Top of Available data

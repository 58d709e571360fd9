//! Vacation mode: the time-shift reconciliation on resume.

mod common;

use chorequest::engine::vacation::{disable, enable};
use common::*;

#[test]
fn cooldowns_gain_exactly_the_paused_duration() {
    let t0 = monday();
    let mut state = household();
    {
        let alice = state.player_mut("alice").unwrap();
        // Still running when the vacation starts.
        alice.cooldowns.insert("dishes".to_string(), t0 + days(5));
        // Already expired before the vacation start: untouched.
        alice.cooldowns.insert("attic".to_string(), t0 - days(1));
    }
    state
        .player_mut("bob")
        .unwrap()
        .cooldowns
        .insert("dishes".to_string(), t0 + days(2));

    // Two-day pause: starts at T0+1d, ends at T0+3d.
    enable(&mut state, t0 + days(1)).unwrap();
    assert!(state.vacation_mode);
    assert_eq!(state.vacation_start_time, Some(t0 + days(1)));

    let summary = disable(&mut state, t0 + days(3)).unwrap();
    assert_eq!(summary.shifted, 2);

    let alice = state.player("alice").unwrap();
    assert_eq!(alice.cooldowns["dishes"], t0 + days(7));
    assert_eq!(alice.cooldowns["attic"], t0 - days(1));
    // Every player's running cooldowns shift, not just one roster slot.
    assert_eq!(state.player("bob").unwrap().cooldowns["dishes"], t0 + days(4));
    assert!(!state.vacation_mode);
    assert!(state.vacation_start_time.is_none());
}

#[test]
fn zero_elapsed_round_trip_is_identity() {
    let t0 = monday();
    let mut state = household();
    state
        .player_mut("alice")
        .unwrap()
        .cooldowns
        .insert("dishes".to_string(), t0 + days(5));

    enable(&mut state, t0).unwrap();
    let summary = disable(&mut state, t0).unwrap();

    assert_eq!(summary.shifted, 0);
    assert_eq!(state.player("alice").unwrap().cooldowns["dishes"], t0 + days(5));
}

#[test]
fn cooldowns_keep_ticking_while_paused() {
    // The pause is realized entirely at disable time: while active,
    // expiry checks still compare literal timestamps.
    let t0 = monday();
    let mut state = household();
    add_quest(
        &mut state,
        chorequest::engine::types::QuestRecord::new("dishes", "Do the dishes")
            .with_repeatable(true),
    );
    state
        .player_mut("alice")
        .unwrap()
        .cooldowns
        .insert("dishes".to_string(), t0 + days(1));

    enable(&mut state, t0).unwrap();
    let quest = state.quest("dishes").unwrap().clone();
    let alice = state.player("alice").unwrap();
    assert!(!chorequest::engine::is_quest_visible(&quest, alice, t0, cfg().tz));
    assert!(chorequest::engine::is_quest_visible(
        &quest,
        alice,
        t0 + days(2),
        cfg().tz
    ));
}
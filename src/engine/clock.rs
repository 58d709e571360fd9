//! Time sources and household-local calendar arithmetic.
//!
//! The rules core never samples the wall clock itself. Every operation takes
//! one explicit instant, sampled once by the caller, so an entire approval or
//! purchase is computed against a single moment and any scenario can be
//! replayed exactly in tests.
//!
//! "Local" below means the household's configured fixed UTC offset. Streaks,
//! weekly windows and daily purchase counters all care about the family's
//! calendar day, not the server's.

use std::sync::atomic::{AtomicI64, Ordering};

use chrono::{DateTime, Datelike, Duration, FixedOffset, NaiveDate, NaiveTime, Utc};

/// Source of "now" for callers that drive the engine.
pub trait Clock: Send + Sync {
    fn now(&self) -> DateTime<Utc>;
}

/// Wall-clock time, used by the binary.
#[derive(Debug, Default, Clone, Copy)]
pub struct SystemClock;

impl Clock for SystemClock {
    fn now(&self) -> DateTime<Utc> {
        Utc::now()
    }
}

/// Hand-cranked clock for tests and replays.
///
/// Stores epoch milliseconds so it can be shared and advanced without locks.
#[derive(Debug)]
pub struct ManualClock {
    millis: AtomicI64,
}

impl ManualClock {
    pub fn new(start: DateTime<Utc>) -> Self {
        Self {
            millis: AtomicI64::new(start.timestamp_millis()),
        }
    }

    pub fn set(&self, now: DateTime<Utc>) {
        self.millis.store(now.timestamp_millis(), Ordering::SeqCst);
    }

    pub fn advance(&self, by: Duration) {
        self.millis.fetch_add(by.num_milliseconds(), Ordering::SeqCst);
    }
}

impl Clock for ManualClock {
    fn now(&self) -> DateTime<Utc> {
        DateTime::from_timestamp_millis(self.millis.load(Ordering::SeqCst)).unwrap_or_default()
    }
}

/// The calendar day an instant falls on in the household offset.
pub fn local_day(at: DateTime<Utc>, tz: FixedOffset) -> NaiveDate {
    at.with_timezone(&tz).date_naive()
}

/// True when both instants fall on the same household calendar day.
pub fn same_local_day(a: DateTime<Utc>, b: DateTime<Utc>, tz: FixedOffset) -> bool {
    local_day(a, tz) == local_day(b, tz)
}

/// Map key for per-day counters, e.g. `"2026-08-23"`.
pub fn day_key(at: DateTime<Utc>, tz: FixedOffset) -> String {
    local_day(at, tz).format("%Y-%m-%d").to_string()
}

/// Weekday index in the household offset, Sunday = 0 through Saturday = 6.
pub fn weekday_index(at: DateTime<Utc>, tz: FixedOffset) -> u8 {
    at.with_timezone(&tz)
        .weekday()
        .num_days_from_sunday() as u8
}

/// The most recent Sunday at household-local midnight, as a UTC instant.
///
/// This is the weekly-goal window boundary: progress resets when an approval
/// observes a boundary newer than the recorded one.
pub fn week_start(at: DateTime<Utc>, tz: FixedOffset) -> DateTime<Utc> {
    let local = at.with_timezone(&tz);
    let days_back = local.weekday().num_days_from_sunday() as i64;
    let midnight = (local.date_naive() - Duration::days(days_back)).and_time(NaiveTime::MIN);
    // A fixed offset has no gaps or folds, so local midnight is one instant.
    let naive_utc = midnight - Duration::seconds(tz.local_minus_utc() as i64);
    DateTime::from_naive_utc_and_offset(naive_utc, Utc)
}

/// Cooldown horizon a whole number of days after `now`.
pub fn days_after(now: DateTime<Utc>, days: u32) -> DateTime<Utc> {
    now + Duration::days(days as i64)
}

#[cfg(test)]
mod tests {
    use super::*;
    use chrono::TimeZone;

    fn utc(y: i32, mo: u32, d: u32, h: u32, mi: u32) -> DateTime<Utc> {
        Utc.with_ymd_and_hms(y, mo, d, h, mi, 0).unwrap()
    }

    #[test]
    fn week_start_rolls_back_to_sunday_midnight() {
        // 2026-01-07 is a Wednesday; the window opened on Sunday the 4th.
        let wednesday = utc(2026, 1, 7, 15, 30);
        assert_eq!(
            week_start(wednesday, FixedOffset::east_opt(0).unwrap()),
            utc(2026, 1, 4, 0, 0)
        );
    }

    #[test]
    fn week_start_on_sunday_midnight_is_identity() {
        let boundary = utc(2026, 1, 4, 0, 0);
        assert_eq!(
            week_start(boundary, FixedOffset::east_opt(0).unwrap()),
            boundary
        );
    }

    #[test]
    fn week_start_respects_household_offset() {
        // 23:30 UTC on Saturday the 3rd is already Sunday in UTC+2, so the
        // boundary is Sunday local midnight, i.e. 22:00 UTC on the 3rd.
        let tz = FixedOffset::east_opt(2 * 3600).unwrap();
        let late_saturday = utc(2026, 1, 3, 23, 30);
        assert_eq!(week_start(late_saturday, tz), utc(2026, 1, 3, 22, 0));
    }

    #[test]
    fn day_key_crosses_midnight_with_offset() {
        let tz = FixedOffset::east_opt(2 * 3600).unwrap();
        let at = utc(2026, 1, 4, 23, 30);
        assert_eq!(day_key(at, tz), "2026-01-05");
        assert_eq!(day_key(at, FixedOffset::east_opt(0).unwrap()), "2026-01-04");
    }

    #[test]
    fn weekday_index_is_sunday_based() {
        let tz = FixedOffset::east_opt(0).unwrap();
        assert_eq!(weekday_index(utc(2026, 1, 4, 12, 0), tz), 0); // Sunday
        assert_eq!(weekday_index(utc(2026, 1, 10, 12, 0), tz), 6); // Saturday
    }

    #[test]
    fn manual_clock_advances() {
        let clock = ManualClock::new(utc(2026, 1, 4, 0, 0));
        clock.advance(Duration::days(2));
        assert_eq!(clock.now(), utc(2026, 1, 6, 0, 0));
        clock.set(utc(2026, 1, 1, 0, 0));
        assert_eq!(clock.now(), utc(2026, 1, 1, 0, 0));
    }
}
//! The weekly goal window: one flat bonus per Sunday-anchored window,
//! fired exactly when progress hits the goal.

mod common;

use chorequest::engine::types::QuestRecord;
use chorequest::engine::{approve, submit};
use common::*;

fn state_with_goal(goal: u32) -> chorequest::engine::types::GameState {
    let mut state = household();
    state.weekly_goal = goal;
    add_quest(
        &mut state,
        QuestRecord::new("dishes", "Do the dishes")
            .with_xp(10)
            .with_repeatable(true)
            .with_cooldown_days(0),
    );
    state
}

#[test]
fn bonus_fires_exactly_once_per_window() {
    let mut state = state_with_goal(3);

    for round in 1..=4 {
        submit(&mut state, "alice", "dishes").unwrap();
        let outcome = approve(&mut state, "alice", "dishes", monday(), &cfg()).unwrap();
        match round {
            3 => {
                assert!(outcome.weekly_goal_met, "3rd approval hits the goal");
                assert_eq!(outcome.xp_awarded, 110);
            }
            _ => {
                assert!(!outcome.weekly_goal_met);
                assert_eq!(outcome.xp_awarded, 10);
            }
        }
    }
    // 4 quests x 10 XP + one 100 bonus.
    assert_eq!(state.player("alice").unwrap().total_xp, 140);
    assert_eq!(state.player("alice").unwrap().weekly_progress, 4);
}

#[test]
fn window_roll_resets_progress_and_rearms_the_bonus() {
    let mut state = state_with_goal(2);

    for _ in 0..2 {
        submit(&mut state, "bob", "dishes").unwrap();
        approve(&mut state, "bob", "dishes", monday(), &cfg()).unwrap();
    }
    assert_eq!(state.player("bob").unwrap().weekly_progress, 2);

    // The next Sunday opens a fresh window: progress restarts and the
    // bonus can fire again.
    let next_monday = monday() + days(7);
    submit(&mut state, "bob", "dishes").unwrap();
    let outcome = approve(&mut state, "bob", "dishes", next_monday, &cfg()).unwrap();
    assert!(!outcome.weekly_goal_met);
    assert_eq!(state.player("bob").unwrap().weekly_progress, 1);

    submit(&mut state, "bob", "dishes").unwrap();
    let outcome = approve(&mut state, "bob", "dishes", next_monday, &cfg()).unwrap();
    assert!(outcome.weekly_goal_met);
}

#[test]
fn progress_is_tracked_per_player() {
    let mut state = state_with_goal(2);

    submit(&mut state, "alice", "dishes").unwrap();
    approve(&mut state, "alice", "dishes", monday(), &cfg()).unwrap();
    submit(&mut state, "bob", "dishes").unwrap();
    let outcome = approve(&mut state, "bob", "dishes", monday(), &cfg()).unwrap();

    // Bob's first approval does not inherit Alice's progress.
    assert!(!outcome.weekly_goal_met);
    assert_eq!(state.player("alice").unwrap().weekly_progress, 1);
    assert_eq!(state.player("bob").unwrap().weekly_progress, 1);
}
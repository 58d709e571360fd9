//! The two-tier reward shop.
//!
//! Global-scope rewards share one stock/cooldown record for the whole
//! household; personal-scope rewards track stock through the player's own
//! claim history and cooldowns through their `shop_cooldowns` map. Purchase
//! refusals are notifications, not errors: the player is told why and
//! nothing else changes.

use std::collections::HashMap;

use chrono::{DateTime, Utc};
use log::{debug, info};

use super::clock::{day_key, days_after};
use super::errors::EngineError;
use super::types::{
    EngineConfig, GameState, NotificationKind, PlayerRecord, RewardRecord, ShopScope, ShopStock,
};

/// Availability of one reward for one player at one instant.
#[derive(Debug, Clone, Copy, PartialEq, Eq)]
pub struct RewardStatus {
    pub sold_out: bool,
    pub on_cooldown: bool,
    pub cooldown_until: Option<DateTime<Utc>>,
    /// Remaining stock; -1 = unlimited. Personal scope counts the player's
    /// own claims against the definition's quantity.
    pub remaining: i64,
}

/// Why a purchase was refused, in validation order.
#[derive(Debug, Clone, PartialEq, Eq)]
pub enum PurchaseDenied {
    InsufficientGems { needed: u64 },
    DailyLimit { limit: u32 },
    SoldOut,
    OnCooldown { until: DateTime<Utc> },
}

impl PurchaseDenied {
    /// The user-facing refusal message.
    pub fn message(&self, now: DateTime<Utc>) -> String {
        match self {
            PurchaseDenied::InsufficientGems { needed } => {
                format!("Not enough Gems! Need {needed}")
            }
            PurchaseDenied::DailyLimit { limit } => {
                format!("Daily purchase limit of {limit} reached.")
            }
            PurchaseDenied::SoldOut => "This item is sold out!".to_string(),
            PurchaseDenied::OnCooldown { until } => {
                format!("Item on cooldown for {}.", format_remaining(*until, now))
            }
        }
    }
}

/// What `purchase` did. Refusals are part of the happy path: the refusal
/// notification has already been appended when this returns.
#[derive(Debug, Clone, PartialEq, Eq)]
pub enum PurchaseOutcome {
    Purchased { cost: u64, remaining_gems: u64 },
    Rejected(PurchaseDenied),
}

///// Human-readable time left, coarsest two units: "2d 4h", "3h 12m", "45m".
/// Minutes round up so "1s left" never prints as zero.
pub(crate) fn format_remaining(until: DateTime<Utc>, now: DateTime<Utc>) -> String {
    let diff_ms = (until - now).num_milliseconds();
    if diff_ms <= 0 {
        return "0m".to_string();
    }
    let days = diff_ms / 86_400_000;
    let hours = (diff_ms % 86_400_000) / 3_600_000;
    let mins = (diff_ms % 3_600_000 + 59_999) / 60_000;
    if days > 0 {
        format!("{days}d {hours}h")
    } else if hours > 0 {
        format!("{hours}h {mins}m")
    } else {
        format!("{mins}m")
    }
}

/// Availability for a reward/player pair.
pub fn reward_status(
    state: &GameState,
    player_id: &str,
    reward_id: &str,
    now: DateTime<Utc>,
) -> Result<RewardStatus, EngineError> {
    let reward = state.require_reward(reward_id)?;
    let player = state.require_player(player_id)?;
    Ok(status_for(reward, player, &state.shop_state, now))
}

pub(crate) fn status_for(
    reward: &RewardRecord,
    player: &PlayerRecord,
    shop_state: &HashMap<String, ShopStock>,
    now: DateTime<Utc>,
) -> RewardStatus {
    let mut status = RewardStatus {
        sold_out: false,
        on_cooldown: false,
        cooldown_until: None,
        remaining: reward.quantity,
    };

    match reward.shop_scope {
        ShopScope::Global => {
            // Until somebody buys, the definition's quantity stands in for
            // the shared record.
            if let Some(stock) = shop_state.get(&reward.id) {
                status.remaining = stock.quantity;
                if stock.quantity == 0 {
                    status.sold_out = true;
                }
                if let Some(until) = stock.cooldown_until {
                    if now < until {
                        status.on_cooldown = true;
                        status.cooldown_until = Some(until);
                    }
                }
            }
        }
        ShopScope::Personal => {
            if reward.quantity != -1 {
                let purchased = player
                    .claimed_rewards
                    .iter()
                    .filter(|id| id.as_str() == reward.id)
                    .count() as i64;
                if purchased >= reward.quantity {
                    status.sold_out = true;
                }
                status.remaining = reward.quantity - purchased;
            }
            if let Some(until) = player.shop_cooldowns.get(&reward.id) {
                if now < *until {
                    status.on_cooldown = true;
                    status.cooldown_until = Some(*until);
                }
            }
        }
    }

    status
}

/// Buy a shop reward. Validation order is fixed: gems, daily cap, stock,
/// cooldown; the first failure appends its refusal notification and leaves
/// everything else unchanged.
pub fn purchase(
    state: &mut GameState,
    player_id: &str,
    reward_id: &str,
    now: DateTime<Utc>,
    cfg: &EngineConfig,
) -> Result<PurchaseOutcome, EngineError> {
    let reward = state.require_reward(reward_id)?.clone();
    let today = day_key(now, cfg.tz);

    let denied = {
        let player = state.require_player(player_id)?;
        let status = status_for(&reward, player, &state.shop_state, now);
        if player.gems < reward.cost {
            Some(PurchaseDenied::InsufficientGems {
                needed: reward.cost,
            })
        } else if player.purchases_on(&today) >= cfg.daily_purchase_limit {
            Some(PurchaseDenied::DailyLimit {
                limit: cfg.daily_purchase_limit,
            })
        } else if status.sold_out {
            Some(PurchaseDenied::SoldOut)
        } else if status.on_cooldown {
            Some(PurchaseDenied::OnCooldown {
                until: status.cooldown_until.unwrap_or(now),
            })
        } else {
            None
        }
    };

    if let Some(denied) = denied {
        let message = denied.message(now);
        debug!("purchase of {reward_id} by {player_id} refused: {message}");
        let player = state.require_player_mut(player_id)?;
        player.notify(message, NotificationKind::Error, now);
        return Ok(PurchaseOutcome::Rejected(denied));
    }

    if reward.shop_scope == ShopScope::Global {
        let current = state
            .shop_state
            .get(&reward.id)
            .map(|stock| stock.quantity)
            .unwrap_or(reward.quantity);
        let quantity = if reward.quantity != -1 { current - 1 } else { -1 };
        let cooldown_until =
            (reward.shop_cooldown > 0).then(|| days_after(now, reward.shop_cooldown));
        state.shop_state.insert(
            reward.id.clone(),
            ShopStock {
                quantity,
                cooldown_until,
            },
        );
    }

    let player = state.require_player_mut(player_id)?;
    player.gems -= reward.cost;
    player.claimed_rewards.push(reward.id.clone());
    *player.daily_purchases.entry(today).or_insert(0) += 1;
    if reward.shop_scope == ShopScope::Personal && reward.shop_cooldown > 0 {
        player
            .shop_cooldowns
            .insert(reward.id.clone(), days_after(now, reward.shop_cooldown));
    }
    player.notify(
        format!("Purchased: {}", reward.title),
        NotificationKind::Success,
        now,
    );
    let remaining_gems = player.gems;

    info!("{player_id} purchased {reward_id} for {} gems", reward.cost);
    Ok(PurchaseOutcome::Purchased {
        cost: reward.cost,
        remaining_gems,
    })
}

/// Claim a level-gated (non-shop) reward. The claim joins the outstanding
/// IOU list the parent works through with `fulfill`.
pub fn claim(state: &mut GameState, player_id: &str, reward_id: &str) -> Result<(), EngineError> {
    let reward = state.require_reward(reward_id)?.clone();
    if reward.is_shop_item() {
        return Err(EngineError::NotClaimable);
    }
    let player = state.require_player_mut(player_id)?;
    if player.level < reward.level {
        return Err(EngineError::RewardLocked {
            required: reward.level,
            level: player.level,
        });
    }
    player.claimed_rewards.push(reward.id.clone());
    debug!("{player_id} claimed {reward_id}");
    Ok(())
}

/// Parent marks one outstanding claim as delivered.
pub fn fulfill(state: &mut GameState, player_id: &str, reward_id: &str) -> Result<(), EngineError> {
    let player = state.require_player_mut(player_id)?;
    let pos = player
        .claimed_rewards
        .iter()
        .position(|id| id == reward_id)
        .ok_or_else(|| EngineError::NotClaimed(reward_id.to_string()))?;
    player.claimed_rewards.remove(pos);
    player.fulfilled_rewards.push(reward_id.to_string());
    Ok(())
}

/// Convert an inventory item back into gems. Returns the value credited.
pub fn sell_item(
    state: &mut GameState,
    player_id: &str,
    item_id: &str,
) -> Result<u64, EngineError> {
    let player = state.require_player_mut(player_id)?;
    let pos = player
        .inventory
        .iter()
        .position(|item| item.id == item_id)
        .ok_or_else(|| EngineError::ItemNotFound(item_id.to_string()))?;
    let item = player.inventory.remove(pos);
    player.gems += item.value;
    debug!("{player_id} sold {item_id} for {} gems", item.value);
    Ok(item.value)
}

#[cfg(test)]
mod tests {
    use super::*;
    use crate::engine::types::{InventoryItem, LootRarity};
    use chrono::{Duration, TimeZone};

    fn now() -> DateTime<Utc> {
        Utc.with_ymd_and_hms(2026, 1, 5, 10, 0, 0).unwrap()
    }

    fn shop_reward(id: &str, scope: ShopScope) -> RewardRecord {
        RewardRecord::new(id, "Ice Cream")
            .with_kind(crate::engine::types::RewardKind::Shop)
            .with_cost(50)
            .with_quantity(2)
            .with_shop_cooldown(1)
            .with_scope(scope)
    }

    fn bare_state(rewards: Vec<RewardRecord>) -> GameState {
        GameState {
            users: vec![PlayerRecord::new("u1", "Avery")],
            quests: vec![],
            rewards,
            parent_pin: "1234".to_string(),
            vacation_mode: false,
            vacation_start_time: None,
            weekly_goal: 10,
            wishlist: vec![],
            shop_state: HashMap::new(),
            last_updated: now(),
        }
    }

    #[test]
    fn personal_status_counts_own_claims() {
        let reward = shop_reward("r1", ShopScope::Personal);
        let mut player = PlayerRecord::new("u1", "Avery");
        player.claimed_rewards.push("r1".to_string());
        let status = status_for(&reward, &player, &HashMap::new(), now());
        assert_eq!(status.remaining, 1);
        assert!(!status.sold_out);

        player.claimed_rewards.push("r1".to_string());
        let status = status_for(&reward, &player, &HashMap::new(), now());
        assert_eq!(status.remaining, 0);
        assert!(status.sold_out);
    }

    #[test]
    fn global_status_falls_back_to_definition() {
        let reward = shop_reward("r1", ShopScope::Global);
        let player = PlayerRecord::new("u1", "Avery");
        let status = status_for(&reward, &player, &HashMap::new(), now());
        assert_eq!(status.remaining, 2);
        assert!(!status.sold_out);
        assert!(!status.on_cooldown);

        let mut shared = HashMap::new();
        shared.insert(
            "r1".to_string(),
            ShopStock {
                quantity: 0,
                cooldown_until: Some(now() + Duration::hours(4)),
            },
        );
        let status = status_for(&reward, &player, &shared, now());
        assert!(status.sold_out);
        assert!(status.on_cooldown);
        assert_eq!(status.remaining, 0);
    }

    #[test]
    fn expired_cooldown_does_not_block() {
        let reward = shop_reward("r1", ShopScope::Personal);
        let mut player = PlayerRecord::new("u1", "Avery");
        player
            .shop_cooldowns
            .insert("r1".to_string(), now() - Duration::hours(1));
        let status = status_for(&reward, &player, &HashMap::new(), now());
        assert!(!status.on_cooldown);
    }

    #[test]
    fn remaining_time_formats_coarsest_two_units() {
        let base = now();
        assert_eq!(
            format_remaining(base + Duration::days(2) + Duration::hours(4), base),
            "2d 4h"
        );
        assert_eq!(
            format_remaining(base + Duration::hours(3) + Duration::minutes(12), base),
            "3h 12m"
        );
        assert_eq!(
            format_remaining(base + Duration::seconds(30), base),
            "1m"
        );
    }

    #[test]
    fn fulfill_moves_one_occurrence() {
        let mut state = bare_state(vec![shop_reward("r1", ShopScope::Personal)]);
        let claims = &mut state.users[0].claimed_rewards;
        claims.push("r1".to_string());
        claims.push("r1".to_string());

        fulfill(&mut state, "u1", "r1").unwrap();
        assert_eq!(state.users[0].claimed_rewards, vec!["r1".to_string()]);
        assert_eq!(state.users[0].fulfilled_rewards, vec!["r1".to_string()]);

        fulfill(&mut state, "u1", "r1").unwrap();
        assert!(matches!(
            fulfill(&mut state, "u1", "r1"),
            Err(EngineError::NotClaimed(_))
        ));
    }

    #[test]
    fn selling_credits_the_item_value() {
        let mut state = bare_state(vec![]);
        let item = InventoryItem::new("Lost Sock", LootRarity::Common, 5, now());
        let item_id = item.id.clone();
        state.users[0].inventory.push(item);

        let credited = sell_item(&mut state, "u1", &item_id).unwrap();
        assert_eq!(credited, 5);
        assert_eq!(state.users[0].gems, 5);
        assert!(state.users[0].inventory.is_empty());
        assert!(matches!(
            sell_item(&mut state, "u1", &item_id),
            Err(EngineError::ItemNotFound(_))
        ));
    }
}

Bottom of Available data

=== Task statement ===
In how many lines of the entries does "false" appear? Reply with only the number.

=== Exercise output ===
3